José Manuel Domínguez Prieto, doctor en Filosofía, padre de familia y miembro de Equipos de Nuestra Señora (ENS), así como autor de numerosas publicaciones sobre filosofía, antropología y educación, apostó este martes por una “educación evangelizadora” que proclame a Cristo resucitado y acompañe a las personas en su proceso de maduración. Así lo indicó en su intervención en el curso de actualización teológico-pastoral “El reto de la fe y el desafío de la nueva evangelización”, que organiza el Instituto Superior Compostelano de Ciencias Religiosas (ISCCR). “Sociedad, familia y escuela ante la emergencia educativa”, era el título de la conferencia de Domínguez Prieto, quien comenzó su intervención describiendo los “rasgos antipersonalistas” de la sociedad en que vivimos.
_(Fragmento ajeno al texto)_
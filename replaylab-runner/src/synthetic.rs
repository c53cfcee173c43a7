//! Seeded synthetic bars for development and tests.
//!
//! A bounded random walk from a start price. The RNG is seeded from the
//! configured seed and the symbol, so the same inputs always produce the
//! same bars and different symbols diverge.

use chrono::{DateTime, Duration, TimeZone, Utc};
use rand::rngs::StdRng;
use rand::{Rng, SeedableRng};
use replaylab_core::domain::{Bar, BarSeries};

use crate::data_loader::{BarSource, LoadError};

/// Bar duration for a timeframe label like `15m`, `1h`, `4h`, `1d`.
pub fn timeframe_duration(timeframe: &str) -> Result<Duration, LoadError> {
    let bad = || LoadError::Timeframe(timeframe.to_string());
    let (split, _) = timeframe.char_indices().last().ok_or_else(bad)?;
    let (count, unit) = timeframe.split_at(split);
    let n: i64 = count.parse().map_err(|_| bad())?;
    if n <= 0 {
        return Err(bad());
    }
    match unit {
        "m" => Ok(Duration::minutes(n)),
        "h" => Ok(Duration::hours(n)),
        "d" => Ok(Duration::days(n)),
        "w" => Ok(Duration::weeks(n)),
        _ => Err(bad()),
    }
}

#[derive(Debug, Clone)]
pub struct SyntheticSource {
    seed: u64,
    bars: usize,
    start_price: f64,
    volatility: f64,
    start: DateTime<Utc>,
}

impl SyntheticSource {
    pub fn new(seed: u64, bars: usize) -> Self {
        Self {
            seed,
            bars,
            start_price: 30_000.0,
            volatility: 0.01,
            start: Utc.with_ymd_and_hms(2024, 1, 1, 0, 0, 0).single().unwrap_or_default(),
        }
    }

    pub fn with_start_price(mut self, price: f64) -> Self {
        self.start_price = price;
        self
    }

    pub fn with_volatility(mut self, volatility: f64) -> Self {
        self.volatility = volatility;
        self
    }

    pub fn with_start(mut self, start: DateTime<Utc>) -> Self {
        self.start = start;
        self
    }

    fn rng(&self, symbol: &str) -> StdRng {
        let mut hasher = blake3::Hasher::new();
        hasher.update(&self.seed.to_le_bytes());
        hasher.update(symbol.as_bytes());
        StdRng::from_seed(*hasher.finalize().as_bytes())
    }

    pub fn generate(&self, symbol: &str, step: Duration) -> Vec<Bar> {
        let mut rng = self.rng(symbol);
        let vol = self.volatility;
        let mut price = self.start_price;
        let mut bars = Vec::with_capacity(self.bars);

        for i in 0..self.bars {
            let ret: f64 = rng.gen_range(-vol..vol);
            let open = price;
            let close = price * (1.0 + ret);
            let high = open.max(close) * (1.0 + rng.gen_range(0.0..vol / 2.0));
            let low = open.min(close) * (1.0 - rng.gen_range(0.0..vol / 2.0));
            let mut volume: f64 = rng.gen_range(500.0..1_500.0);
            // Occasional spikes so volume-confirmed breakouts can fire.
            if rng.gen_bool(0.05) {
                volume *= 3.0;
            }
            bars.push(Bar::new(
                self.start + step * i as i32,
                open,
                high,
                low,
                close,
                volume,
            ));
            price = close;
        }
        bars
    }
}

impl BarSource for SyntheticSource {
    fn name(&self) -> &str {
        "synthetic"
    }

    fn load(&self, symbol: &str, timeframe: &str) -> Result<BarSeries, LoadError> {
        let step = timeframe_duration(timeframe)?;
        Ok(BarSeries::new(symbol, timeframe, self.generate(symbol, step))?)
    }

    fn is_synthetic(&self) -> bool {
        true
    }
}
A su juicio, estos rasgos “dificultan la educación”, ya que no valoran la dignidad de la persona, dificultan su crecimiento en plenitud y oscurecen el sentido de su existencia. Así, indicó que estamos en una cultura consumista, en una sociedad anestésica, narcisista, en la que parece no haber necesidad de Dios y en la que prevalece “el estar conectado frente al hecho de comunicarse”.Ante todas estas realidades se ha proponer, en opinión de Domínguez Prieto, el valor de la educación como “acontecimiento antropológico”, tal y como explicaba Edith Stein. “En la educación”, dijo, “lo importante es que hay un encuentro personal, que busque la promoción integral y sepa acoger al otro para decirle: tú me importas”.
Para Domínguez Prieto, la auténtica educación es la entrega, “la donación de uno mismo”, por parte de todos los agentes educativos: familia, profesores, catequistas, etc. Palabras clave en este acontecimiento antropológico que es la educación, como verdadero encuentro de diálogo entre personas, son: escuchar, despertar, responder, acompañar, confiar y, sobre todo, “amar al hijo o al alumno”. “Hay que ofrecerles a los alumnos”, añadió el profesor Domínguez Prieto, “grandes propuestas e ideales” y “sólo Cristo colma esas necesidades que tienen los jóvenes de afianzar su identidad, encontrar sentido a su vida, sentirse integrados en la familia, la escuela o la sociedad y avanzar hacia su plenitud como personas”.
“La educación”, resumió, “debe ser evangelizadora”, al tiempo que reclamó de los educadores “testimoniar con alegría la valía de la persona y la importancia de la fe, en un diálogo amoroso que transforme el corazón”.